Beschikbare aanknopingspunten voor Varroaresistente bijen
In verschillende delen van de wereld, zijn bijen met bepaalde niveaus van Varroaresistentie opgedoken. In geïsoleerde (vaak tropisch) gebieden zonder bijenhouders (en bijgevolg geen behandelingen) heeft de zware selectiedruk volken opgeleverd die zich min of meer hebben aangepast en een bepaald niveau van natuurlijke Varroaresistentie hebben ontwikkeld. Deze volken in het wild kunnen relevant bestendig materiaal bevatten en kunnen ons aanwijzingen geven voor selectie.
Voorbeelden zijn:
-Primorsky bijen uit Oost-Rusland.
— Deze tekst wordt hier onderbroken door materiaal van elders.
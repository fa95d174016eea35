use crate::error::AppError;
use config::{Config as Cfg, File};
use serde::Deserialize;
use std::net::{IpAddr, Ipv4Addr, SocketAddr};

/// Listener settings shared by every service.
#[derive(Debug, Deserialize, Clone)]
pub struct Config {
    #[serde(default = "default_port")]
    pub port: u16,
    #[serde(default = "default_bind_address")]
    pub bind_address: IpAddr,
}

fn default_port() -> u16 {
    8080
}

fn default_bind_address() -> IpAddr {
    IpAddr::V4(Ipv4Addr::UNSPECIFIED)
}

impl Default for Config {
    fn default() -> Self {
        Self {
            port: default_port(),
            bind_address: default_bind_address(),
        }
    }
}

impl Config {
    /// Reads `.env`, an optional `configuration.*` file and `APP__*` variables.
    pub fn load() -> Result<Self, AppError> {
        dotenvy::dotenv().ok();

        let config = Cfg::builder()
            .add_source(File::with_name("configuration").required(false))
            .add_source(config::Environment::with_prefix("APP").separator("__"))
            .build()?;

        Ok(config.try_deserialize()?)
    }

    pub fn socket_addr(&self) -> SocketAddr {
        SocketAddr::new(self.bind_address, self.port)
    }
}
Het Amerikaanse ministerie van landbouw (USDA) heeft hier verder op geselecteerd en een lijn van deze bijen ontwikkeld.
-Bijen op tropische eilanden zoals Antigua en Barbados (onderzoek is nog niet gestart, maar het zou een mooi studentenproject kunnen worden om na te gaan wat er gebeurd op deze eilanden als de natuurlijke bijenpopulatie zich heeft hersteld na gedecimeerd te zijn door de Varroa).
-Geafrikaniseerde bijen (mix-ras, vrijgekomen door een ongeval in Brazilië en nu aanwezig in Zuid-Amerika en delen van het zuiden van de Verenigde Staten).
Ook een sterke selectie door menselijk ingrijpen is effectief gebleken, met de ‘Varroa Sensitieve Hygiëne’ (VSH) lijn van de USDA als mooi voorbeeld. Terwijl deze lijn goede Varroaresistente eigenschappen heeft, wordt het gezien als minder productief in vergelijking met de andere commercieel beschikbare lijnen. Om deze reden wordt deze lijn gebruikt om hybride kruisingen (F1) met andere lijnen te creëren die een betere productiviteit hebben. Ook zijn eerste pogingen gedaan om de VSH-eigenschap te kruisen in de meer populaire soorten bijen (zoals Buckfast).
In Europa zijn verschillende andere initiatieven gestart om te zoeken naar een meer Varroaresistente bij; Carnica AGT programma, Buckfast-Primorky, Buckfast-Brandenburg, Elgon bijen, Lunden bijenstanden, Zwarte Bij Texel, Zwarte Bij Frankrijk, Gotland, Tiengemeten, John Kefuss selectie, waterwerken Duin project, Las Palmas project, Stichting de Duurzame Bij en meer. Veel van de projecten zijn afhankelijk van zeer gemotiveerde vrijwilligers en zouden waarschijnlijk baat hebben bij samenwerking, wetenschappelijke inbreng en (financiële) ondersteuning.
De Stichting Arista Bee Research is bezig met het leggen van contacten en bewerkstelligen van samenwerking met deze initiatieven om zo optimaal gebruik te maken van de kennis en middelen en waar mogelijk materialen en methoden uit te wisselen en te integreren.